* _Requirement_
Retype, word for word, every line of the records below starting at the one that contains "filename cdash-data/src/money.rs" and ending at the one that contains "bridge payloads all"; include both of those lines and nothing more.

* _Supplied information_

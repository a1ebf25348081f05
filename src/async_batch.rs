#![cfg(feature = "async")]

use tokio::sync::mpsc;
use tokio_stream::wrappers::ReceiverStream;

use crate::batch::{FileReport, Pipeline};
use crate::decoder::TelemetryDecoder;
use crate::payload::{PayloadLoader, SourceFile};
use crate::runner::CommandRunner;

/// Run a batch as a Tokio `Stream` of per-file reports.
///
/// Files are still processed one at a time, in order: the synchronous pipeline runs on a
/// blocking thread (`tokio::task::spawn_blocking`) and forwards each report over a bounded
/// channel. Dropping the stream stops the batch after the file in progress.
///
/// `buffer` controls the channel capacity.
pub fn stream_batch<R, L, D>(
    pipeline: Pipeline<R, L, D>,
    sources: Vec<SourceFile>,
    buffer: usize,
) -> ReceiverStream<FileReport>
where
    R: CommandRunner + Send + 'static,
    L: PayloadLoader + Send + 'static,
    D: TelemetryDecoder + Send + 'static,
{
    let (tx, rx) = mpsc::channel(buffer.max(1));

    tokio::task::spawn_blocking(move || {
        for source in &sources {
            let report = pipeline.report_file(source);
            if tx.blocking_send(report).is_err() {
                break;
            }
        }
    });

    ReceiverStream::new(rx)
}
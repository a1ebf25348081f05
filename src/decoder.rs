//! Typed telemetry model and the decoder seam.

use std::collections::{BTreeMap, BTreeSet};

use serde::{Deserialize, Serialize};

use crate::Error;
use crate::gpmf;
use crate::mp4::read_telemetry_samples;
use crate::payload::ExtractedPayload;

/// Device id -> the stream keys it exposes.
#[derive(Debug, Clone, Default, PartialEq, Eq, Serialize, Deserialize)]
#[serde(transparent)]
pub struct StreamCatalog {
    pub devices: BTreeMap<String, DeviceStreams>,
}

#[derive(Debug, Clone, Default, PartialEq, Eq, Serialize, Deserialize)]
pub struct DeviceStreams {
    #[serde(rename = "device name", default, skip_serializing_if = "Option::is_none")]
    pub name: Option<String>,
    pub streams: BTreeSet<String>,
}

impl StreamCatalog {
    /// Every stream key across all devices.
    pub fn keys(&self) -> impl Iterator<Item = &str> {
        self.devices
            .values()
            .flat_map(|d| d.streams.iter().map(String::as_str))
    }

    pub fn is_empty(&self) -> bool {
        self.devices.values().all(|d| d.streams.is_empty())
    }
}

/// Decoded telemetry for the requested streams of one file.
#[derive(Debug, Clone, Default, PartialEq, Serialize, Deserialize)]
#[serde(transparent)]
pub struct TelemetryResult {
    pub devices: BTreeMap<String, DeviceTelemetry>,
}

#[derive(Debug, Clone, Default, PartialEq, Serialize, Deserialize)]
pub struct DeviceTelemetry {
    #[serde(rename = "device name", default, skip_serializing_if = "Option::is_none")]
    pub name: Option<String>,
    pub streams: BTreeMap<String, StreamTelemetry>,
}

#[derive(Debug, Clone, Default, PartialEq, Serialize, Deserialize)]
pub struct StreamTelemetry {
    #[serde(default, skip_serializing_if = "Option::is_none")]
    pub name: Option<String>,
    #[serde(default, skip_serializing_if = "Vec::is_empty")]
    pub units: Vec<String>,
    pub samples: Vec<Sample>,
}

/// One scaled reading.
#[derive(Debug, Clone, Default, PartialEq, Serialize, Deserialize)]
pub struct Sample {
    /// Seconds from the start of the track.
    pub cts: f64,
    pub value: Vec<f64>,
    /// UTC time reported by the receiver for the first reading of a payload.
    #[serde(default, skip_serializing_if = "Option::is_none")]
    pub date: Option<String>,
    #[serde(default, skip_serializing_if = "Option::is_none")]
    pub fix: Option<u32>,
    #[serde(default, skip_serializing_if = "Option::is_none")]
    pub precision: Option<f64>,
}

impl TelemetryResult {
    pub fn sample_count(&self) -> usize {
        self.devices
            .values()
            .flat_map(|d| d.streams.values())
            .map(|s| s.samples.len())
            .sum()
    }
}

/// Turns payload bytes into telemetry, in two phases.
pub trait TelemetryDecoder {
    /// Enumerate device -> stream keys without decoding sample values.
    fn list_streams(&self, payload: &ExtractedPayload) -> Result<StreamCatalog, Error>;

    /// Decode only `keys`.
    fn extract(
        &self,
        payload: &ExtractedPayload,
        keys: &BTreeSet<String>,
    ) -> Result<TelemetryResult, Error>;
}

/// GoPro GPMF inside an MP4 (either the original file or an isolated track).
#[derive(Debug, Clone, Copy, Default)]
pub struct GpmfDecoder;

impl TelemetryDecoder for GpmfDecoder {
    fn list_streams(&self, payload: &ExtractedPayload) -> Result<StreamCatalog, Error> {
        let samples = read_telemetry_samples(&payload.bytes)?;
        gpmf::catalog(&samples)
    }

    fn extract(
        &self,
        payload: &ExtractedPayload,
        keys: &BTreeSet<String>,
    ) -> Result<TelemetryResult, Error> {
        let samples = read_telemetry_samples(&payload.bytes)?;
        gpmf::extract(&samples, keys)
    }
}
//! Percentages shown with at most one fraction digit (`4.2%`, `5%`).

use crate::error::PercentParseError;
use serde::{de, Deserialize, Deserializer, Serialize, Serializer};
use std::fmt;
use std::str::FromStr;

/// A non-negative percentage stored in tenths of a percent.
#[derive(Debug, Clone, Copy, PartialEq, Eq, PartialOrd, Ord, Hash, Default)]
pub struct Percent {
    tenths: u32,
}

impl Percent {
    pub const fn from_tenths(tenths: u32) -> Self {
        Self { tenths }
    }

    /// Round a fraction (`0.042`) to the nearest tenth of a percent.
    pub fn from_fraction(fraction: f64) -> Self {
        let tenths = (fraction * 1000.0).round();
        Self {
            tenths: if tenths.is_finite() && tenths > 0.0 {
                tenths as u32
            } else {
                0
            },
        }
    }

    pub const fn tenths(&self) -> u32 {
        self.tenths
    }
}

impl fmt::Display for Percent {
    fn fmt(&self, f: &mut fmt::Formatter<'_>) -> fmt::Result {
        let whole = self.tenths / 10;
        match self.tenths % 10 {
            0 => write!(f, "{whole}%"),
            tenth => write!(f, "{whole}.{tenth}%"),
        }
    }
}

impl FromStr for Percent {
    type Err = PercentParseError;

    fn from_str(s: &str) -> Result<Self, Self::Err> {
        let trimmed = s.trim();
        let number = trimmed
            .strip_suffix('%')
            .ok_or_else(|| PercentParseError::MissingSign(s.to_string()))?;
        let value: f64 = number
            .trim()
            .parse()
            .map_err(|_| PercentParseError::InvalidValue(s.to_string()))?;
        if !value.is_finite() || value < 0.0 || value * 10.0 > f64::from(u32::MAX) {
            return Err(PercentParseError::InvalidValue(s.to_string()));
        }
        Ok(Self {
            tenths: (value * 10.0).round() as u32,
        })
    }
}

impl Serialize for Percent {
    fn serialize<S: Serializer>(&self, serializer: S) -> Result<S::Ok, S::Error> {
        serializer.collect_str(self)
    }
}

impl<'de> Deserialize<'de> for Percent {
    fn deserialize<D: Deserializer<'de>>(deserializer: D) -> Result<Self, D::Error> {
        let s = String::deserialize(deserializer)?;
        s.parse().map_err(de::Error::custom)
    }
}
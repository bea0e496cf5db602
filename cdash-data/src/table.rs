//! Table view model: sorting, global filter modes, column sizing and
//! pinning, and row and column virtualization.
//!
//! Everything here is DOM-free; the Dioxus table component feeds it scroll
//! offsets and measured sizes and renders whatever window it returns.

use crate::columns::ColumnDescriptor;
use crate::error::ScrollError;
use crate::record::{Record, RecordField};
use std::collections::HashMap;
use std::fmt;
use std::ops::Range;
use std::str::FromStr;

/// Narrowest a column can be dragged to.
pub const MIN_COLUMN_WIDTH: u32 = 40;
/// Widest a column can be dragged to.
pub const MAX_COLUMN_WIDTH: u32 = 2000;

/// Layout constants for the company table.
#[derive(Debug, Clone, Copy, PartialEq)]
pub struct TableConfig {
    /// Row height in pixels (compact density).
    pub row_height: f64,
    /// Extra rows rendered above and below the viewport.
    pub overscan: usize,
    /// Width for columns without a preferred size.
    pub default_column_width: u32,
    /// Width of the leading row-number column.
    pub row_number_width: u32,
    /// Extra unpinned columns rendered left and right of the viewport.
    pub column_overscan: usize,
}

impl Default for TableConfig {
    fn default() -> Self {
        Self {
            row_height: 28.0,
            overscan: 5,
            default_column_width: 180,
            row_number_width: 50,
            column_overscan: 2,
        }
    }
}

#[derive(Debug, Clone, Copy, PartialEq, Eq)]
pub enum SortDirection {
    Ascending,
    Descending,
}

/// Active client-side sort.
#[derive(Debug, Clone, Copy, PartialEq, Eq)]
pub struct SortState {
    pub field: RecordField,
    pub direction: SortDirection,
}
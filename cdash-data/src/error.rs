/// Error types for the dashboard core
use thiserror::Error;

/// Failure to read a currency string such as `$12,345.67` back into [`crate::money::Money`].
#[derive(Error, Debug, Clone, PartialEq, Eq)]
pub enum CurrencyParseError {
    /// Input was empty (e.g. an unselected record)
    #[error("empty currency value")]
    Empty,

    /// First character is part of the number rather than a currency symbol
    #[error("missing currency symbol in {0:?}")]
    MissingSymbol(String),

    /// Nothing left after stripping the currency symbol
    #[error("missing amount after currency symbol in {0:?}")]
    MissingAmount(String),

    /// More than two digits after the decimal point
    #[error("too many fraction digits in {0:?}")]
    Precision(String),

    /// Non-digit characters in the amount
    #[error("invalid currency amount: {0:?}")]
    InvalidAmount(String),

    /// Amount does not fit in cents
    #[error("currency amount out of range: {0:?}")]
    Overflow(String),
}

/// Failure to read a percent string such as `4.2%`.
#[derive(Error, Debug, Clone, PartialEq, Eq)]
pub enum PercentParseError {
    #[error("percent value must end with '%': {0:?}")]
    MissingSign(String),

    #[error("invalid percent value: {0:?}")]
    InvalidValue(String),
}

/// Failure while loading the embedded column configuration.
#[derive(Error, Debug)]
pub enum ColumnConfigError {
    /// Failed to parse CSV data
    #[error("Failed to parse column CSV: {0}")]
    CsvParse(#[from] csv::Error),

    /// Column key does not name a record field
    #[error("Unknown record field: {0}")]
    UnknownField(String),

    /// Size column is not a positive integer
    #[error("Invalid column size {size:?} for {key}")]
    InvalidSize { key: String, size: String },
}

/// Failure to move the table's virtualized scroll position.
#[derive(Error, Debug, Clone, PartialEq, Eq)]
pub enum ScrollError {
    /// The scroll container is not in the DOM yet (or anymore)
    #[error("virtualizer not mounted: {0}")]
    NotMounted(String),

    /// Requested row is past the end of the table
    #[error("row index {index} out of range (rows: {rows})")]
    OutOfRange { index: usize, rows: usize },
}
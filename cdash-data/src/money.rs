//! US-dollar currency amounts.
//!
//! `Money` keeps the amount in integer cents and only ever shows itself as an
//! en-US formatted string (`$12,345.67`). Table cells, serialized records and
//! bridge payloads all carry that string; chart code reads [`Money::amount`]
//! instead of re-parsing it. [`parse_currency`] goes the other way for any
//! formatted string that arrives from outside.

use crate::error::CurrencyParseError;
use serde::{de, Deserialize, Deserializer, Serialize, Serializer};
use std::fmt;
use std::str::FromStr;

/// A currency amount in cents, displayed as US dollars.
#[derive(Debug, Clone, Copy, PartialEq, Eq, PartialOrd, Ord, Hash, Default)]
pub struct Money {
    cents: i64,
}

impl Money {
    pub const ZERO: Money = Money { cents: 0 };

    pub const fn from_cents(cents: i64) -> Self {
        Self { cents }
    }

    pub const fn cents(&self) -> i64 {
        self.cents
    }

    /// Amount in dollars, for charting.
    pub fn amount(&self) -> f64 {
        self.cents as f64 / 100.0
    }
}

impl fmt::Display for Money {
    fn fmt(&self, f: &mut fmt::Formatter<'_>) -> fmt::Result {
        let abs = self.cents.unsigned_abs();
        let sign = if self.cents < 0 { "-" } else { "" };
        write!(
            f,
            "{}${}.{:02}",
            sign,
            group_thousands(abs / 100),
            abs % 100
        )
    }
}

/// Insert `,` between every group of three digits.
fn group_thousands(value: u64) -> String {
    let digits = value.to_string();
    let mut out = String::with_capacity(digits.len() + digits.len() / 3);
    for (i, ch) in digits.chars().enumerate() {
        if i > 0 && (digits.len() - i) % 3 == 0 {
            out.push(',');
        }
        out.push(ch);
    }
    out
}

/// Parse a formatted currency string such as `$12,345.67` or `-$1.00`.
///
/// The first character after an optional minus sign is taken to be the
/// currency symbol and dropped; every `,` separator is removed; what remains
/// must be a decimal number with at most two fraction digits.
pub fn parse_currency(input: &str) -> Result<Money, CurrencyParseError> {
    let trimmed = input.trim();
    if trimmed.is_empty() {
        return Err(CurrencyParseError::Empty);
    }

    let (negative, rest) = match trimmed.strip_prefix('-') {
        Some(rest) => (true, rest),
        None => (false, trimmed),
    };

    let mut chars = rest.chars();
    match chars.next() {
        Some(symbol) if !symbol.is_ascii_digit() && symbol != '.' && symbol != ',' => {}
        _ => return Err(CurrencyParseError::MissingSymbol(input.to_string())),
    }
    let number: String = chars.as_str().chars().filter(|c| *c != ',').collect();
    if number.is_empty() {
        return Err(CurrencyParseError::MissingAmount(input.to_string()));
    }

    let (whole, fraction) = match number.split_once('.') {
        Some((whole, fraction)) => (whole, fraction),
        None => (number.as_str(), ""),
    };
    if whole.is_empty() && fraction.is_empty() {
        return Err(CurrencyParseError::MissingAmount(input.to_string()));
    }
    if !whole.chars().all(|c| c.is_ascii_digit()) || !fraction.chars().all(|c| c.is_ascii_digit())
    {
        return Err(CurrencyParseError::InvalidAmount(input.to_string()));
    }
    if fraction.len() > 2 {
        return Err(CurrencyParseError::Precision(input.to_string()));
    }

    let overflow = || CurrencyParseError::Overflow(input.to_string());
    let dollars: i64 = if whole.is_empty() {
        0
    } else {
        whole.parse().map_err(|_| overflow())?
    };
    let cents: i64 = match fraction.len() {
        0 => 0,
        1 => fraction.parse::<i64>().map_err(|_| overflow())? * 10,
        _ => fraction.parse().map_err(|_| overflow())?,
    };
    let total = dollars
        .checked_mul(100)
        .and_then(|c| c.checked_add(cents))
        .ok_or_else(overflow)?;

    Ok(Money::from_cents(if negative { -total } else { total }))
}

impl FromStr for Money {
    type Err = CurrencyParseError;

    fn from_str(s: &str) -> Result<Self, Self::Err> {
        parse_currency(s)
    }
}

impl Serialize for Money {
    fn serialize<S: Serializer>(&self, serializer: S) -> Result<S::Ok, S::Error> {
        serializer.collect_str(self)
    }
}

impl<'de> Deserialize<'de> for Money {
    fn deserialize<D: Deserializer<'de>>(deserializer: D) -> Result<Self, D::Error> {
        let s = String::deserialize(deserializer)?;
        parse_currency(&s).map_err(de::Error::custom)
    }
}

* _Task answer_
filename cdash-data/src/money.rs
//! US-dollar currency amounts.
//!
//! `Money` keeps the amount in integer cents and only ever shows itself as an
//! en-US formatted string (`$12,345.67`). Table cells, serialized records and
//! bridge payloads all carry that string; chart code reads [`Money::amount`]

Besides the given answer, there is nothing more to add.